Нерон начал свое царствование с того, что вернул из ссылки множество людей. В то же время ни одному человеку не был причинен вред, за исключением Нарцисса и Силана, но и они оба пострадали не по его инициативе и без его ведома. Он не забыл добра, сделанного ему в детстве, и не мстил за вред, причиненный ему в прошлом. Он обратился к сенату с просьбой оказать честь старику Асконию Лабеону, который когда-то был одним из его учителей, и отказался преследовать некоего Юлия Денса, обвинявшегося, что он поддерживал притязания Британника на трон в противовес его собственным. Нерон так стремился избежать угнетения, что пытался, хотя и безуспешно, провести масштабную реформу, отменяющую все непрямые налоги на территории империи. Он действительно вел себя чрезвычайно милостиво и великодушно. В качестве примера его доброты можно упомянуть, что он за свой счет доставил из Египта доктора, чтобы тот вылечил его больного друга.
Когда некто Антистий Сосиан предстал перед судом сената за то, что сочинил о Нероне непристойные предательские стихи, он направил судьям сообщение, где написал, что желает оправдания своего обидчика, а в другой раз отказался наказывать тех, кто клеветал на него. Он снизил плату доносчикам, чтобы у тех было меньше интереса обвинять недовольных в измене. Назначил пенсии по старости сенаторам, находившимся в стесненных обстоятельствах, и щедро раздавал дары нуждающимся.
Когда ему впервые принесли на подпись смертный приговор, Нерон чуть не расплакался и воскликнул: «Зачем только меня научили писать?!» Он издал предписание, чтобы на гладиаторских поединках и других состязаниях на арене никого не убивали, включая даже приговоренных к смерти преступников, которым казнь заменили возможностью рискнуть жизнью в честном поединке. В результате в течение всего первого года его правления ни одна жизнь не была потеряна таким образом – поразительное новшество, не встретившее поддержки у кровожадного римского народа. Однажды, когда он был ребенком, его сильно взволновал несчастный случай с одним рабом: тот упал с колесницы, и его волоком утащили прочь. Нерону был сделан строгий выговор, что благородный человек не должен показывать жалости к слуге.
Можно понять, что при такой натуре разоблачение истинного характера его матери вызвало у него ожесточенную враждебность ко всему, что она отстаивала. Нерон начал ненавидеть тот благопристойный образ, тот идеал, который был представлен ему в детстве, и, наделенный от природы значительной долей правдивости и искренности, не мог скрывать растущего отвращения к тому лицемерию, которое скрывало под маской добродетели облик преступника. Ему вбили в голову, что приличия и внешние формы – это главное. Что для того, чтобы предстать перед людьми в том образе, который сделал бы его приемлемым для них, – в образе ревнителя римской традиции, – он должен скрывать свои слабости под личиной благочестия и культивировать в себе суровое достоинство, внешнюю сдержанность и самообладание, чтобы он мог демонстрировать людям те добродетели, которыми, как принято было считать, обладали их пращуры.
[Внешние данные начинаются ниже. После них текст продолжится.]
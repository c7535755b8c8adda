//! Light types and the scene's lighting environment
//!
//! Every light has a colour and a scalar radiance. The shaded contribution
//! of a light is `colour * radiance`, queried through [`Light::radiance_colour`]
//! and recomputed on every call.

use glam::Vec3;
use serde::{Deserialize, Serialize};

/// Common query shared by all light types.
pub trait Light {
    /// Base colour of the light.
    fn colour(&self) -> Vec3;

    /// Scalar intensity applied to the colour.
    fn radiance(&self) -> f32;

    /// Radiance-weighted colour, `colour * radiance`.
    fn radiance_colour(&self) -> Vec3 {
        self.colour() * self.radiance()
    }
}

/// Uniform light applied to every surface regardless of orientation.
#[derive(Debug, Clone, Copy, PartialEq, Serialize, Deserialize)]
pub struct AmbientLight {
    pub colour: Vec3,
    pub radiance: f32,
}

impl AmbientLight {
    #[must_use]
    pub fn new(colour: Vec3, radiance: f32) -> Self {
        Self { colour, radiance }
    }
}

impl Light for AmbientLight {
    fn colour(&self) -> Vec3 {
        self.colour
    }

    fn radiance(&self) -> f32 {
        self.radiance
    }
}

/// Light emitted from a point in world space.
#[derive(Debug, Clone, Copy, PartialEq, Serialize, Deserialize)]
pub struct PointLight {
    /// World position
    pub position: Vec3,
    pub colour: Vec3,
    pub radiance: f32,
}

impl PointLight {
    /// Create a new point light
    #[must_use]
    pub fn new(position: Vec3, colour: Vec3, radiance: f32) -> Self {
        Self {
            position,
            colour,
            radiance,
        }
    }
}

impl Light for PointLight {
    fn colour(&self) -> Vec3 {
        self.colour
    }

    fn radiance(&self) -> f32 {
        self.radiance
    }
}

/// Parallel light travelling along `direction` (like the sun).
#[derive(Debug, Clone, Copy, PartialEq, Serialize, Deserialize)]
pub struct DirectionalLight {
    /// Direction the light travels in. Normalised by the shader.
    pub direction: Vec3,
    pub colour: Vec3,
    pub radiance: f32,
}

impl DirectionalLight {
    #[must_use]
    pub fn new(direction: Vec3, colour: Vec3, radiance: f32) -> Self {
        Self {
            direction,
            colour,
            radiance,
        }
    }
}

impl Light for DirectionalLight {
    fn colour(&self) -> Vec3 {
        self.colour
    }

    fn radiance(&self) -> f32 {
        self.radiance
    }
}

/// The lights a frame is shaded with.
///
/// Ambient light is always present; the point and directional lights are
/// optional and contribute nothing when absent.
#[derive(Debug, Clone, PartialEq, Serialize, Deserialize)]
#[serde(default)]
pub struct LightingEnvironment {
    pub ambient: AmbientLight,
    pub point: Option<PointLight>,
    pub directional: Option<DirectionalLight>,
}

impl LightingEnvironment {
    /// Radiance-weighted ambient colour.
    #[must_use]
    pub fn ambient_colour(&self) -> Vec3 {
        self.ambient.radiance_colour()
    }

    /// Radiance-weighted point light colour, zero when there is no point light.
    #[must_use]
    pub fn point_colour(&self) -> Vec3 {
        self.point.as_ref().map_or(Vec3::ZERO, Light::radiance_colour)
    }

    /// Point light position, origin when there is no point light.
    #[must_use]
    pub fn point_position(&self) -> Vec3 {
        self.point.map_or(Vec3::ZERO, |light| light.position)
    }

    /// Radiance-weighted directional colour, zero when there is no directional light.
    #[must_use]
    pub fn directional_colour(&self) -> Vec3 {
        self.directional
            .as_ref()
            .map_or(Vec3::ZERO, Light::radiance_colour)
    }

    /// Unit direction of the directional light.
    ///
    /// Straight down when there is no directional light or its direction has
    /// no length, so shaders never normalise a zero vector.
    #[must_use]
    pub fn directional_direction(&self) -> Vec3 {
        self.directional
            .and_then(|light| light.direction.try_normalize())
            .unwrap_or(Vec3::NEG_Y)
    }
}

impl Default for LightingEnvironment {
    fn default() -> Self {
        Self {
            ambient: AmbientLight::new(Vec3::ONE, 0.1),
            point: Some(PointLight::new(Vec3::new(0.0, 0.0, 2.0), Vec3::ONE, 0.9)),
            directional: Some(DirectionalLight::new(Vec3::X, Vec3::ONE, 0.9)),
        }
    }
}

#[cfg(test)]
mod tests {
    use super::*;

    #[test]
    fn test_ambient_radiance_colour() {
        let ambient = AmbientLight::new(Vec3::ONE, 0.1);
        assert!(ambient.radiance_colour().abs_diff_eq(Vec3::splat(0.1), 1e-6));
    }

    #[test]
    fn test_point_radiance_colour() {
        let point = PointLight::new(Vec3::new(0.0, 0.0, 2.0), Vec3::ONE, 0.9);
        assert!(point.radiance_colour().abs_diff_eq(Vec3::splat(0.9), 1e-6));
    }

    #[test]
    fn test_radiance_colour_is_componentwise_product() {
        let cases = [
            (Vec3::new(1.0, 0.5, 0.25), 2.0),
            (Vec3::new(0.2, 0.8, 0.0), 0.5),
            (Vec3::new(3.0, -1.0, 0.5), 1.5),
        ];
        for (colour, radiance) in cases {
            let light = DirectionalLight::new(Vec3::X, colour, radiance);
            assert_eq!(light.radiance_colour(), colour * radiance);
        }
    }

    #[test]
    fn test_zero_radiance_gives_black() {
        let light = PointLight::new(Vec3::ZERO, Vec3::new(1.0, 0.3, 0.7), 0.0);
        assert_eq!(light.radiance_colour(), Vec3::ZERO);
    }

    #[test]
    fn test_radiance_colour_tracks_mutation() {
        let mut light = AmbientLight::new(Vec3::ONE, 0.1);
        light.radiance = 0.5;
        assert_eq!(light.radiance_colour(), Vec3::splat(0.5));
    }

    #[test]
    fn test_missing_lights_contribute_nothing() {
        let env = LightingEnvironment {
            ambient: AmbientLight::new(Vec3::ONE, 0.2),
            point: None,
            directional: None,
        };
        assert_eq!(env.point_colour(), Vec3::ZERO);
        assert_eq!(env.directional_colour(), Vec3::ZERO);
        assert!(env.ambient_colour().abs_diff_eq(Vec3::splat(0.2), 1e-6));
        assert_eq!(env.directional_direction(), Vec3::NEG_Y);
    }

    #[test]
    fn test_directional_direction_is_unit_length() {
        let mut env = LightingEnvironment::default();
        env.directional = Some(DirectionalLight::new(Vec3::new(0.0, -4.0, 0.0), Vec3::ONE, 1.0));
        assert_eq!(env.directional_direction(), Vec3::NEG_Y);

        env.directional = Some(DirectionalLight::new(Vec3::ZERO, Vec3::ONE, 1.0));
        assert_eq!(env.directional_direction(), Vec3::NEG_Y);
    }
}
//! Crate-wide error type

use std::path::PathBuf;

use thiserror::Error;

use crate::gpu::ShaderStage;

/// Errors that can abort start-up.
///
/// Shader errors raised while hot reloading are logged instead of returned,
/// so everything here is fatal when it reaches `main`.
#[derive(Debug, Error)]
pub enum Error {
    /// Window, surface, adapter or device could not be created.
    #[error("failed to initialise graphics resources: {0}")]
    ResourceInit(String),

    /// A shader source could not be read, preprocessed or compiled.
    #[error("failed to compile {stage} shader {}: {message}", .path.display())]
    ShaderCompile {
        stage: ShaderStage,
        path: PathBuf,
        message: String,
    },

    /// Compiled stages could not be linked into a program.
    #[error("failed to link shader program: {message}")]
    ShaderLink { message: String },

    /// A mesh file could not be read or parsed.
    #[error("failed to load mesh {}: {message}", .path.display())]
    Asset { path: PathBuf, message: String },

    /// The configuration file could not be read or parsed.
    #[error("failed to load config {}: {message}", .path.display())]
    Config { path: PathBuf, message: String },

    /// The window event loop failed.
    #[error("event loop error: {0}")]
    EventLoop(String),
}

/// Result alias used throughout the crate.
pub type Result<T> = std::result::Result<T, Error>;

impl From<winit::error::EventLoopError> for Error {
    fn from(err: winit::error::EventLoopError) -> Self {
        Error::EventLoop(err.to_string())
    }
}

#[cfg(test)]
mod tests {
    use super::*;

    #[test]
    fn test_shader_compile_message_names_stage_and_path() {
        let err = Error::ShaderCompile {
            stage: ShaderStage::Fragment,
            path: PathBuf::from("shaders/object.frag.wgsl"),
            message: "expected `;`".to_string(),
        };
        let text = err.to_string();
        assert!(text.contains("fragment"));
        assert!(text.contains("object.frag.wgsl"));
        assert!(text.contains("expected `;`"));
    }
}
Его воспитывали в такой суровости, которая сохранилась только в самых строгих и консервативных старых семьях, и друзья для него подбирались именно из этих кругов. Его заставляли идти по стопам Августа, принимая традиционную интерпретацию обязанностей римского патриция. Ему говорили, что искусство, которое он так любил, должно быть предметом его покровительства, но не стремления, и бесконечно напоминали, что все занятия, предназначенные природой для свободного самовыражения, – музыка, поэзия, живопись, – были вроде мелких грешков, которым правитель воинственной империи мог предаваться разве что втайне. Даже свойственные ему вспышки приподнятого настроения порицались как неподобающие принцу старой школы.
Но теперь он вдруг решил покончить с этим гнусным надувательством – Нерон должен был стать самим собой.
Взбунтовавшись против показной благопристойности, он послал за самым известным в Риме учителем музыки и пения Терпнусом и с большим энтузиазмом стал учиться этим искусствам, поскольку ему сказали, что у него есть задатки великого певца. Сенека, возможно, дипломатично улыбнулся, Бурр, насколько посмел, выказал свое неодобрение, но Агриппина… можно только предполагать, как это ее потрясло. Рассердившись, она, должно быть, велела ему не быть глупцом, но, к ее огромному изумлению, Нерон, который искренне и глубоко увлекся музыкой, возразил, сказав, вероятно, что больше не потерпит ее вмешательства в его личную жизнь. Это определенно был разрыв и огромное потрясение для Агриппины.